There is also liothyronine (T3). It can be taken alone (not a popular choice, but works for some people), or it can be taken with Levo (the combo is more popular).
Both T4 and T3 are synthetic and were developed in the laboratory.
There is also Natural Dessicated Thyroid (NDT). The active ingredients of this are made from pig thyroid, and the tablets contain both T4 and T3. Many people, particularly doctors, know this as "Armour", but Armour is a brand name. There are several other brands of NDT available. Armour is the most expensive NDT in the world, I believe, and isn't any better than the cheaper ones.
NDT is also sometimes taken in combination with either T4 or T3, which works for some people.
There is no alternative to thyroid replacement.

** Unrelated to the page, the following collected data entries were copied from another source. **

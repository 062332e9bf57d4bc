//! Headless assistant invocation - subprocess wrapper
//!
//! Runs the assistant executable non-interactively, feeding it one
//! prompt and reading back one structured result envelope. The
//! subprocess is a black box; nothing it does internally is inspected
//! or restricted here.

use std::env;
use std::path::PathBuf;
use std::process::Stdio;

use async_trait::async_trait;
use serde::Deserialize;
use tokio::process::Command;
use tracing::{debug, info, warn};

use crate::config::EngineConfig;
use crate::error::InvokeError;
use crate::types::{ContinuationToken, InvocationResult, SessionDirective};

/// Name of the assistant executable searched for on PATH
const ASSISTANT_BIN: &str = "claude";

/// Capability interface for running one invocation.
///
/// The coordinator only depends on this trait; swapping the subprocess
/// for a linked library or a remote service needs no change above it.
#[async_trait]
pub trait Invoker: Send + Sync {
    /// Run one invocation and return its parsed result.
    ///
    /// Expected failures (timeout, non-zero exit, bad output) come back
    /// as tagged `InvokeError` variants; only setup problems are fatal.
    async fn invoke(
        &self,
        prompt: &str,
        session: &SessionDirective,
    ) -> Result<InvocationResult, InvokeError>;
}

/// Invoker that shells out to the assistant CLI in headless mode.
pub struct HeadlessInvoker {
    config: EngineConfig,
}

impl HeadlessInvoker {
    pub fn new(config: EngineConfig) -> Self {
        Self { config }
    }

    /// Resolve the assistant executable: explicit config path first,
    /// then PATH, then common global install locations.
    fn find_executable(&self) -> Result<PathBuf, InvokeError> {
        if let Some(path) = &self.config.executable {
            return Ok(path.clone());
        }

        if let Some(paths) = env::var_os("PATH") {
            for dir in env::split_paths(&paths) {
                let candidate = dir.join(ASSISTANT_BIN);
                if candidate.is_file() {
                    debug!(path = %candidate.display(), "Found assistant executable on PATH");
                    return Ok(candidate);
                }
            }
        }

        let mut candidates = vec![PathBuf::from("/usr/local/bin").join(ASSISTANT_BIN)];
        if let Some(home) = env::var_os("HOME") {
            let home = PathBuf::from(home);
            candidates.push(home.join(".npm-global/bin").join(ASSISTANT_BIN));
            candidates.push(home.join(".local/bin").join(ASSISTANT_BIN));
        }
        for candidate in candidates {
            if candidate.is_file() {
                debug!(path = %candidate.display(), "Found assistant executable");
                return Ok(candidate);
            }
        }

        Err(InvokeError::Setup(format!(
            "assistant executable {ASSISTANT_BIN:?} not found on PATH or in common install locations"
        )))
    }

    /// Build the argument list for one invocation.
    ///
    /// Fresh sessions bind a pre-allocated identifier via `--session-id`;
    /// resumes pass the continuation token via `--resume`. Never both.
    fn build_args(&self, prompt: &str, session: &SessionDirective) -> Vec<String> {
        let mut args = vec![
            "--print".to_string(),
            "--output-format".to_string(),
            "json".to_string(),
        ];

        if let Some(model) = &self.config.model {
            args.push("--model".to_string());
            args.push(model.clone());
        }

        match session {
            SessionDirective::Fresh(token) => {
                args.push("--session-id".to_string());
                args.push(token.as_str().to_string());
            }
            SessionDirective::Resume(token) => {
                args.push("--resume".to_string());
                args.push(token.as_str().to_string());
            }
        }

        args.push("--".to_string());
        args.push(prompt.to_string());
        args
    }
}

#[async_trait]
impl Invoker for HeadlessInvoker {
    async fn invoke(
        &self,
        prompt: &str,
        session: &SessionDirective,
    ) -> Result<InvocationResult, InvokeError> {
        let executable = self.find_executable()?;
        let args = self.build_args(prompt, session);

        info!(
            session = %session.token(),
            resume = session.is_resume(),
            workspace = %self.config.workspace.display(),
            "Invoking headless assistant"
        );

        // kill_on_drop covers both the timeout branch below and caller
        // cancellation: dropping the wait future kills the child.
        let child = Command::new(&executable)
            .args(&args)
            .current_dir(&self.config.workspace)
            .stdin(Stdio::null())
            .stdout(Stdio::piped())
            .stderr(Stdio::piped())
            .kill_on_drop(true)
            .spawn()
            .map_err(|e| {
                InvokeError::Setup(format!(
                    "failed to execute assistant at {}: {e}",
                    executable.display()
                ))
            })?;

        let output = match tokio::time::timeout(
            self.config.invoke_timeout,
            child.wait_with_output(),
        )
        .await
        {
            Ok(result) => result?,
            Err(_) => {
                warn!(
                    session = %session.token(),
                    timeout_secs = self.config.invoke_timeout.as_secs(),
                    "Assistant invocation timed out, subprocess killed"
                );
                return Err(InvokeError::Timeout {
                    seconds: self.config.invoke_timeout.as_secs(),
                });
            }
        };

        let stdout = String::from_utf8_lossy(&output.stdout);
        let stderr = String::from_utf8_lossy(&output.stderr);

        if !stderr.trim().is_empty() {
            warn!(stderr = %stderr.chars().take(500).collect::<String>(), "Assistant stderr");
        }

        if !output.status.success() {
            // A parseable envelope wins over the exit status; the
            // subprocess reports its own errors inside the envelope.
            if let Ok(result) = parse_envelope(&stdout, session.token()) {
                return Ok(result);
            }
            let code = output.status.code().unwrap_or(-1);
            let detail = if stderr.trim().is_empty() {
                "unknown error".to_string()
            } else {
                stderr.trim().to_string()
            };
            return Err(InvokeError::ProcessFailure {
                code,
                stderr: detail,
            });
        }

        debug!(stdout_len = stdout.len(), "Assistant invocation completed");
        parse_envelope(&stdout, session.token())
    }
}

/// Result envelope emitted by the assistant CLI in JSON output mode.
#[derive(Debug, Deserialize)]
struct ResultEnvelope {
    #[serde(default)]
    result: Option<String>,
    #[serde(default)]
    session_id: Option<String>,
    #[serde(default)]
    is_error: bool,
}

/// Parse the subprocess's structured output.
///
/// The envelope's `session_id` becomes the continuation token; when the
/// subprocess omits it, the token the invocation ran under is kept so a
/// later resume still targets the right session.
fn parse_envelope(
    raw: &str,
    fallback: &ContinuationToken,
) -> Result<InvocationResult, InvokeError> {
    let trimmed = raw.trim();
    if trimmed.is_empty() {
        return Err(InvokeError::MalformedOutput(
            "subprocess produced no output".to_string(),
        ));
    }

    let envelope: ResultEnvelope = serde_json::from_str(trimmed).map_err(|e| {
        let snippet: String = trimmed.chars().take(200).collect();
        InvokeError::MalformedOutput(format!("invalid result envelope ({e}): {snippet}"))
    })?;

    let response = envelope.result.ok_or_else(|| {
        InvokeError::MalformedOutput("result envelope missing `result` field".to_string())
    })?;

    let token = envelope
        .session_id
        .map(ContinuationToken::new)
        .unwrap_or_else(|| fallback.clone());

    Ok(InvocationResult {
        response,
        token: Some(token),
        reported_error: envelope.is_error,
    })
}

You may manage a few months without replacement but you will be damaging your vital organs - heart, kidneys, liver and brain - and there will come a point where the damage is irreversible even if you resume replacement.
Prior to thyroid replacement it was estimated that time from diagnosis to death was 12 years. Most hypothyroid patients became psychotic and ended their days in asylums.

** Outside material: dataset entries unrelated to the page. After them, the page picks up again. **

//! Session registry - conversation-to-session correlation state
//!
//! Maps each conversation key to at most one continuation token and
//! provides the per-key exclusivity that serializes invocations for the
//! same conversation. Storage is in-memory only; a process restart
//! loses all correlation and subsequent replies start fresh sessions.

use std::collections::HashMap;
use std::sync::Arc;
use std::time::{Duration, SystemTime};

use parking_lot::{Mutex, RwLock};
use tokio::sync::OwnedMutexGuard;
use tracing::{debug, info};

use crate::error::SeanceError;
use crate::types::{ContinuationToken, ConversationKey, SessionInfo, SessionRecord};

/// Guard proving exclusive access to one conversation key.
///
/// Invocations for the key are serialized for as long as the guard is
/// held; dropping it (including on cancellation) releases the slot to
/// the next waiter in FIFO order.
#[derive(Debug)]
pub struct KeyGuard {
    _guard: OwnedMutexGuard<()>,
    key: ConversationKey,
}

impl KeyGuard {
    pub fn key(&self) -> &ConversationKey {
        &self.key
    }
}

/// Concurrency-safe mapping from conversation key to session record,
/// with a per-key mutual-exclusion mechanism.
///
/// Records and lock entries are keyed purely by conversation key and
/// live for the process's uptime. Distinct keys never contend: the lock
/// map is only held long enough to clone out a per-key mutex, and the
/// record map is never iterated while a key mutation is in flight.
pub struct SessionRegistry {
    /// Conversation key -> session record
    records: RwLock<HashMap<ConversationKey, SessionRecord>>,
    /// Conversation key -> exclusivity mutex (fair FIFO wait queue)
    locks: Mutex<HashMap<ConversationKey, Arc<tokio::sync::Mutex<()>>>>,
}

impl SessionRegistry {
    pub fn new() -> Self {
        Self {
            records: RwLock::new(HashMap::new()),
            locks: Mutex::new(HashMap::new()),
        }
    }

    /// Look up the record for a conversation. Non-blocking read.
    pub fn lookup(&self, key: &ConversationKey) -> Option<SessionRecord> {
        self.records.read().get(key).cloned()
    }

    /// Create or replace the record's token and activity timestamp.
    pub fn upsert(&self, key: &ConversationKey, token: ContinuationToken) {
        let mut records = self.records.write();
        let record = records
            .entry(key.clone())
            .or_insert_with(|| SessionRecord::new(key.clone()));
        record.token = Some(token.clone());
        record.last_activity = SystemTime::now();
        drop(records);

        info!(conversation = %key, token = %token, "Recorded session token");
    }

    /// Mark an invocation attempt for a conversation, creating the
    /// record if this key has not been seen before. Called on every
    /// attempt regardless of outcome.
    pub fn touch(&self, key: &ConversationKey) {
        let mut records = self.records.write();
        let record = records
            .entry(key.clone())
            .or_insert_with(|| SessionRecord::new(key.clone()));
        record.last_activity = SystemTime::now();
    }

    /// Remove a conversation from tracking.
    ///
    /// Returns true if a record existed.
    pub fn remove(&self, key: &ConversationKey) -> bool {
        let removed = self.records.write().remove(key).is_some();
        if removed {
            info!(conversation = %key, "Removed session record");
        }
        removed
    }

    /// Whether a conversation has a tracked record.
    pub fn contains(&self, key: &ConversationKey) -> bool {
        self.records.read().contains_key(key)
    }

    /// Snapshot of all tracked sessions.
    pub fn sessions(&self) -> Vec<SessionInfo> {
        self.records
            .read()
            .values()
            .map(|r| SessionInfo {
                conversation: r.conversation.clone(),
                token: r.token.clone(),
            })
            .collect()
    }

    /// Number of tracked conversations.
    pub fn len(&self) -> usize {
        self.records.read().len()
    }

    pub fn is_empty(&self) -> bool {
        self.records.read().is_empty()
    }

    /// Acquire exclusive access to a conversation key, waiting at most
    /// `wait` for any in-flight invocation on the same key to finish.
    ///
    /// Waiters are queued fairly, so concurrent invocations for one key
    /// proceed in acquisition order. Returns `SeanceError::Busy` when
    /// the bound expires rather than blocking indefinitely.
    pub async fn acquire(
        &self,
        key: &ConversationKey,
        wait: Duration,
    ) -> Result<KeyGuard, SeanceError> {
        let lock = {
            let mut locks = self.locks.lock();
            Arc::clone(
                locks
                    .entry(key.clone())
                    .or_insert_with(|| Arc::new(tokio::sync::Mutex::new(()))),
            )
        };

        match tokio::time::timeout(wait, lock.lock_owned()).await {
            Ok(guard) => {
                debug!(conversation = %key, "Acquired key exclusivity");
                Ok(KeyGuard {
                    _guard: guard,
                    key: key.clone(),
                })
            }
            Err(_) => {
                debug!(conversation = %key, wait_secs = wait.as_secs(), "Key busy");
                Err(SeanceError::Busy(key.clone()))
            }
        }
    }
}

impl Default for SessionRegistry {
    fn default() -> Self {
        Self::new()
    }
}

#[cfg(test)]
mod tests {
    use super::*;

    fn key(s: &str) -> ConversationKey {
        ConversationKey::from(s)
    }

    #[test]
    fn test_lookup_missing_key() {
        let registry = SessionRegistry::new();
        assert!(registry.lookup(&key("T1")).is_none());
        assert!(registry.is_empty());
    }

    #[test]
    fn test_upsert_creates_and_replaces() {
        let registry = SessionRegistry::new();
        let k = key("T1");

        registry.upsert(&k, ContinuationToken::new("s1"));
        let record = registry.lookup(&k).unwrap();
        assert_eq!(record.token.as_ref().unwrap().as_str(), "s1");

        registry.upsert(&k, ContinuationToken::new("s2"));
        let record = registry.lookup(&k).unwrap();
        assert_eq!(record.token.as_ref().unwrap().as_str(), "s2");
        assert_eq!(registry.len(), 1);
    }

    #[test]
    fn test_touch_creates_tokenless_record() {
        let registry = SessionRegistry::new();
        let k = key("T1");

        registry.touch(&k);
        let record = registry.lookup(&k).unwrap();
        assert!(record.token.is_none());
    }

    #[test]
    fn test_remove_session() {
        let registry = SessionRegistry::new();
        let k = key("T1");

        registry.upsert(&k, ContinuationToken::new("s1"));
        assert!(registry.contains(&k));
        assert!(registry.remove(&k));
        assert!(!registry.contains(&k));
        assert!(!registry.remove(&k));
    }

    #[test]
    fn test_sessions_snapshot() {
        let registry = SessionRegistry::new();
        registry.upsert(&key("T1"), ContinuationToken::new("s1"));
        registry.touch(&key("T2"));

        let mut sessions = registry.sessions();
        sessions.sort_by(|a, b| a.conversation.as_str().cmp(b.conversation.as_str()));
        assert_eq!(sessions.len(), 2);
        assert_eq!(sessions[0].token.as_ref().unwrap().as_str(), "s1");
        assert!(sessions[1].token.is_none());
    }

    #[tokio::test]
    async fn test_acquire_serializes_same_key() {
        let registry = Arc::new(SessionRegistry::new());
        let k = key("T1");

        let first = registry.acquire(&k, Duration::from_secs(1)).await.unwrap();

        // Held guard makes a short-bounded second acquire report busy
        let err = registry
            .acquire(&k, Duration::from_millis(10))
            .await
            .unwrap_err();
        assert!(matches!(err, SeanceError::Busy(_)));

        drop(first);
        let second = registry.acquire(&k, Duration::from_secs(1)).await;
        assert!(second.is_ok());
    }

    #[tokio::test]
    async fn test_distinct_keys_do_not_contend() {
        let registry = SessionRegistry::new();

        let g1 = registry
            .acquire(&key("T1"), Duration::from_millis(10))
            .await
            .unwrap();
        let g2 = registry
            .acquire(&key("T2"), Duration::from_millis(10))
            .await
            .unwrap();

        assert_eq!(g1.key().as_str(), "T1");
        assert_eq!(g2.key().as_str(), "T2");
    }

    #[tokio::test]
    async fn test_waiters_queue_in_order() {
        let registry = Arc::new(SessionRegistry::new());
        let k = key("T1");
        let order = Arc::new(Mutex::new(Vec::new()));

        let first = registry.acquire(&k, Duration::from_secs(1)).await.unwrap();

        let mut handles = Vec::new();
        for i in 0..3 {
            let registry = Arc::clone(&registry);
            let order = Arc::clone(&order);
            let k = k.clone();
            handles.push(tokio::spawn(async move {
                let _guard = registry.acquire(&k, Duration::from_secs(5)).await.unwrap();
                order.lock().push(i);
            }));
            // Let each waiter enqueue before spawning the next
            tokio::time::sleep(Duration::from_millis(20)).await;
        }

        drop(first);
        for handle in handles {
            handle.await.unwrap();
        }

        assert_eq!(*order.lock(), vec![0, 1, 2]);
    }
}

If you don't care for synthetic Levothyroxine then ask whether you can be prescribed Erfa. Erfa is natural dessicated thyroid. The 'natural' refers to T4 and T3 derived from dessicated pig thyroid. The rest of the tablet contains synthetic fillers as ingredients in tablet forming and production.
I had a thyroidectomy and had several occasions where I had to stop replacement. The last time I was 4 weeks without replacement and was still ambulatory but had crushing fatigue and was cold to the bone. Most of my time was spent in bed. My TSH rose to 107.5 with both FT4 and FT3 below range. It took eight weeks to restore levels and the worst symptoms to resolve and another 4 months for hair shedding, skin shedding like confetti and nails splitting to stop.
If you were born without a thyroid gland I would have thought the most kindly way of treating a child would have been to prescribe a Natural Thyroid Hormone (NDT for short). It has all of the hormones a healthy gland would have produced and I wouldn't have expected you to have other diagnoses like fibromyalgia. NDT contains T4, T3, T2, T1 and calcitonin (good for bones). Levothyroxine contains T4 only.
We cannot live without thyroid hormones and as you never had one, you would never know what it is like to be really healthy.
Thyroid hormones are not drugs but replacement hormones and needed by our brain most of all, followed by heart and other organs and in fact by our billions of receptor cells.
NDT(also called natural dessicated thyroid hormones) is made from pigs thyroid glands and have been in use in various forms since 1892 up until recently when the Endocrinology decided the preference for levothyroxine alone (i.e. T4 only).
Our body needs T3 to function. T4 (levothyroxine should convert to sufficient T3 but doesn't always).
Endcrinologists come up with some weird stories that if our TSH is very low or suppressed we'll get osteo or heart problems. In fact if we are undermedicated we will develop these. People who have had thyroid cancer and have their glands removed have to have a suppressed TSH so I have never read any reports of theses people dying.
I hope your research is fruitful but 'no' we cannot live if we don't have thyroid hormones. They are need from head to toe.
Some links for you to read and get some knowledge. This doctor died through an accident but he hated that people suffered unnecessarily due to the modern method of diagnosing/treating.
He was an Adviser to Thyroiduk.org.uk and was also Chief of Fibromyalgia Research Centre.
His fibromyalgia patients only became pain-free when they took T3 (liothyronine) only as their bodies were thyroid hormone resistant and only T3 worked, not T4.